(Dataset entries)
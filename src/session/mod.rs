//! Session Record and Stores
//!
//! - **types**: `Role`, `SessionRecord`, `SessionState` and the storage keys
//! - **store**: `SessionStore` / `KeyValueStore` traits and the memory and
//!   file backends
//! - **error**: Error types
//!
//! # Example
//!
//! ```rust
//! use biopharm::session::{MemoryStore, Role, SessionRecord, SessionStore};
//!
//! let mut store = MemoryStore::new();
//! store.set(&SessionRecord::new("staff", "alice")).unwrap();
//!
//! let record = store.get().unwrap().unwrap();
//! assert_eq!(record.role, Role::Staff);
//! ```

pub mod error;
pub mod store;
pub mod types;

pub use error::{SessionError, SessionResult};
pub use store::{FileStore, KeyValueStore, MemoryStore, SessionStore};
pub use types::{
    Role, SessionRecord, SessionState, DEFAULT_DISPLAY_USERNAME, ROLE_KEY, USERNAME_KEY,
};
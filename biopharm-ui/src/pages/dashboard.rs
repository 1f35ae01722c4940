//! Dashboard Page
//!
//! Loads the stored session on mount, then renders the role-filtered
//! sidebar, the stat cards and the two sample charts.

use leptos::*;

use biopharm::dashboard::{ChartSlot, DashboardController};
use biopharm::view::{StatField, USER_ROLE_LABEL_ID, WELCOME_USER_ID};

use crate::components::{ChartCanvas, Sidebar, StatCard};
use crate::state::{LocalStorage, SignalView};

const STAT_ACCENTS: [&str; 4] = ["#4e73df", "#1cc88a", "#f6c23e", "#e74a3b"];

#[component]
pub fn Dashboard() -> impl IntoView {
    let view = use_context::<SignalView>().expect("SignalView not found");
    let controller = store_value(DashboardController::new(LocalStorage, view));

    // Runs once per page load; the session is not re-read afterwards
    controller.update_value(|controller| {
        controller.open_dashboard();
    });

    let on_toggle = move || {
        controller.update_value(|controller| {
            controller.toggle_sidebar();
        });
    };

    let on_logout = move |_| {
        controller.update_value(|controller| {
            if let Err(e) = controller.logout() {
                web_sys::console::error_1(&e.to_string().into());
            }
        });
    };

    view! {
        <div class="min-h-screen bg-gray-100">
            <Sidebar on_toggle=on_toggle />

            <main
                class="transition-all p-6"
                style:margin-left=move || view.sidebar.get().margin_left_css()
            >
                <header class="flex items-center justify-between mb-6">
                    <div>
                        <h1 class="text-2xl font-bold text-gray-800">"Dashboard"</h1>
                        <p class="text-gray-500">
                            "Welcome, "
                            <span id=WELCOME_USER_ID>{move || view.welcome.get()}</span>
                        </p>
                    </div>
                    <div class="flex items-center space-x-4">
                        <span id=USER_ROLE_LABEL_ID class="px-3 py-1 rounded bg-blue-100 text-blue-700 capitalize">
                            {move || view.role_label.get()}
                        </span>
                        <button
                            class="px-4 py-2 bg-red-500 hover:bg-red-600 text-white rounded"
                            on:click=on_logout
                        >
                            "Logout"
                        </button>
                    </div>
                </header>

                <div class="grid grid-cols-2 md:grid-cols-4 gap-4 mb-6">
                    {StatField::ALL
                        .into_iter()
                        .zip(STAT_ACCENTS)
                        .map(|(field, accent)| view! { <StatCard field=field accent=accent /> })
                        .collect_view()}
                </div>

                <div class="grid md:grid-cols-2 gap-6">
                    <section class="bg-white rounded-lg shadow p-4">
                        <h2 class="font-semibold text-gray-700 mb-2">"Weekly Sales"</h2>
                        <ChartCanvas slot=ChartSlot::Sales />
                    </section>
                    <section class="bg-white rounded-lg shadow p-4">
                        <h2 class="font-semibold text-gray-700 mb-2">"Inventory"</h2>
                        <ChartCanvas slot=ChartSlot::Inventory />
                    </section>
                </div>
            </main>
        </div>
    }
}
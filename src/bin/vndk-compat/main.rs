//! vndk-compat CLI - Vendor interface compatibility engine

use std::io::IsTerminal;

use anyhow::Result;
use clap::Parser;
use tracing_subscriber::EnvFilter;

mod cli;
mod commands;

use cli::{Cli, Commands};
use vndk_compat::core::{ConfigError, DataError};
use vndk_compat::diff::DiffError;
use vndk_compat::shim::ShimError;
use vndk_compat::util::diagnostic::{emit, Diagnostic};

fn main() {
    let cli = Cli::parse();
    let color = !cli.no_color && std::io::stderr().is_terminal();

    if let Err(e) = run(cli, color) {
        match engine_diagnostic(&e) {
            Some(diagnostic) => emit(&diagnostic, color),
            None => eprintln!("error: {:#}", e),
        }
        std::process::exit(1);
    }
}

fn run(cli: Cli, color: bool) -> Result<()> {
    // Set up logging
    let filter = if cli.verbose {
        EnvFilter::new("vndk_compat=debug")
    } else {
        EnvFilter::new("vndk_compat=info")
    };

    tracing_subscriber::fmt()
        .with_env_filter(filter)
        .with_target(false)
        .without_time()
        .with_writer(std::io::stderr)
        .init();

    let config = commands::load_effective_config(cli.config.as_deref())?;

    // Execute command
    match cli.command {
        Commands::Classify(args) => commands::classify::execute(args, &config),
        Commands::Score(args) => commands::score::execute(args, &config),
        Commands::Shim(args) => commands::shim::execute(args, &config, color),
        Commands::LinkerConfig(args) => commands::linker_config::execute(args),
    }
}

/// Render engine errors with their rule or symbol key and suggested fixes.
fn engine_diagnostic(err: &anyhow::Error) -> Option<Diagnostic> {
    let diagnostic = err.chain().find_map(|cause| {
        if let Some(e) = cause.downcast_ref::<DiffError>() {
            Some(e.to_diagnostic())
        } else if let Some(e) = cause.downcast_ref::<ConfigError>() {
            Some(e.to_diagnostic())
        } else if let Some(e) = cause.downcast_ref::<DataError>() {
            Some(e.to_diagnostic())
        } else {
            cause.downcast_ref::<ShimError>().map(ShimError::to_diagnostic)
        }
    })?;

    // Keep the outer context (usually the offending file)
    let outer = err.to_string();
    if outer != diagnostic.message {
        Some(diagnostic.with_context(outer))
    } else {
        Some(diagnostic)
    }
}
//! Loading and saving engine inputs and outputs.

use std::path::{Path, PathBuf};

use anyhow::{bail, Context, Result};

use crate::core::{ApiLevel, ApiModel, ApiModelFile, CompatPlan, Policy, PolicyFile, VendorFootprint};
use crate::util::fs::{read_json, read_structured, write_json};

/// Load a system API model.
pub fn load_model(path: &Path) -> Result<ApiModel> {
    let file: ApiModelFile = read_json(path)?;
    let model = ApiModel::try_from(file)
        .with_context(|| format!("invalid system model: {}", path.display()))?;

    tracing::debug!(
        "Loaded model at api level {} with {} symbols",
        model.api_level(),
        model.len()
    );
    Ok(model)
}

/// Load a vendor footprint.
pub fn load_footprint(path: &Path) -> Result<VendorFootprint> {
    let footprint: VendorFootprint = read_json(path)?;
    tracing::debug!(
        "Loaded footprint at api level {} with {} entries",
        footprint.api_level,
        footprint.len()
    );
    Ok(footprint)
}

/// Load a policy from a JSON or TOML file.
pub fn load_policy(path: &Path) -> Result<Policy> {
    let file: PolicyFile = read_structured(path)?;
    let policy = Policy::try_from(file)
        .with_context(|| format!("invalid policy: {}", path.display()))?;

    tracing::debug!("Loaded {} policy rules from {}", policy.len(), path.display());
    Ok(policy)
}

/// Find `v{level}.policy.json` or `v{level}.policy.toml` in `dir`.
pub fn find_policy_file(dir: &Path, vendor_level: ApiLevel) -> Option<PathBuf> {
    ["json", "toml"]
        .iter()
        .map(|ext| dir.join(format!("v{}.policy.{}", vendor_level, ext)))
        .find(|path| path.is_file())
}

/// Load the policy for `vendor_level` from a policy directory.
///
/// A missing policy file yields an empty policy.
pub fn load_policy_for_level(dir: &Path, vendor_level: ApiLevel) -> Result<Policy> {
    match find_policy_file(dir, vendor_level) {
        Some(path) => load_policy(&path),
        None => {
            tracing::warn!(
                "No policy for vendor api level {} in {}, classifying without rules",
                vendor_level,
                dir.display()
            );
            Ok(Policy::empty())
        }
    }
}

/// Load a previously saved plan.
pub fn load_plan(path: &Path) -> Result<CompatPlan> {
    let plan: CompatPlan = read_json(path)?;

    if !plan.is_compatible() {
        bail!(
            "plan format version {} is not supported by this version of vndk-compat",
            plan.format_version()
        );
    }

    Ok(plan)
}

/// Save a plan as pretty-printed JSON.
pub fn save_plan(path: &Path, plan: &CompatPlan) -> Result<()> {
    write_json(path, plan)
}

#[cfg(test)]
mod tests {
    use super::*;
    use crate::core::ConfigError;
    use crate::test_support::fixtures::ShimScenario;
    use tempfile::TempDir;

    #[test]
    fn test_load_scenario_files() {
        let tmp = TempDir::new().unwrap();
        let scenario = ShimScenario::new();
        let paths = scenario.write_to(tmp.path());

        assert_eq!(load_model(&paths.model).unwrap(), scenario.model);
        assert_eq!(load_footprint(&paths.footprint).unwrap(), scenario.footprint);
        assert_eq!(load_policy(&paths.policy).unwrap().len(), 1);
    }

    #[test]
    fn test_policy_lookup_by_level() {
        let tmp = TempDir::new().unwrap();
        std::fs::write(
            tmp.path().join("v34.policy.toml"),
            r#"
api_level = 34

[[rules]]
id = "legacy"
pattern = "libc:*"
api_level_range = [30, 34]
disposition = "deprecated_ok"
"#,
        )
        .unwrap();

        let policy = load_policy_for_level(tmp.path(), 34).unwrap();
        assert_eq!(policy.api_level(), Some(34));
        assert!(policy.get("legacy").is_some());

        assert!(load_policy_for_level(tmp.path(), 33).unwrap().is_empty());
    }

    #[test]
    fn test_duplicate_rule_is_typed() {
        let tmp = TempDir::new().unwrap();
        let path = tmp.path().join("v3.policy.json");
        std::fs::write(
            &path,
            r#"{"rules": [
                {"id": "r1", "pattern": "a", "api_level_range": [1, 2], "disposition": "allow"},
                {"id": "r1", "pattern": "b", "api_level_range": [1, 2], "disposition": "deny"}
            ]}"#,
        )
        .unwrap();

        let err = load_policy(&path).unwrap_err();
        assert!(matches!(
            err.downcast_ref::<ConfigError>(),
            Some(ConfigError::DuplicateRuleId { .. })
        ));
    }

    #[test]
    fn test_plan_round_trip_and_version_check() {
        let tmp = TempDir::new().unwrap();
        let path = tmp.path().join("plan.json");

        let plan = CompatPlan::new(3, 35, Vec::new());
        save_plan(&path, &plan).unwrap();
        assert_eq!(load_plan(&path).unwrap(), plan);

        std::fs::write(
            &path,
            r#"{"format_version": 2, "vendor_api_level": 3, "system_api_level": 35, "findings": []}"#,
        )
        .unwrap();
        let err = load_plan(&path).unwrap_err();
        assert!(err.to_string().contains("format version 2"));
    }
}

● Exercise
How many of the lines above hold the word "emit"? State that number and nothing else.

● Solution to this exercise
2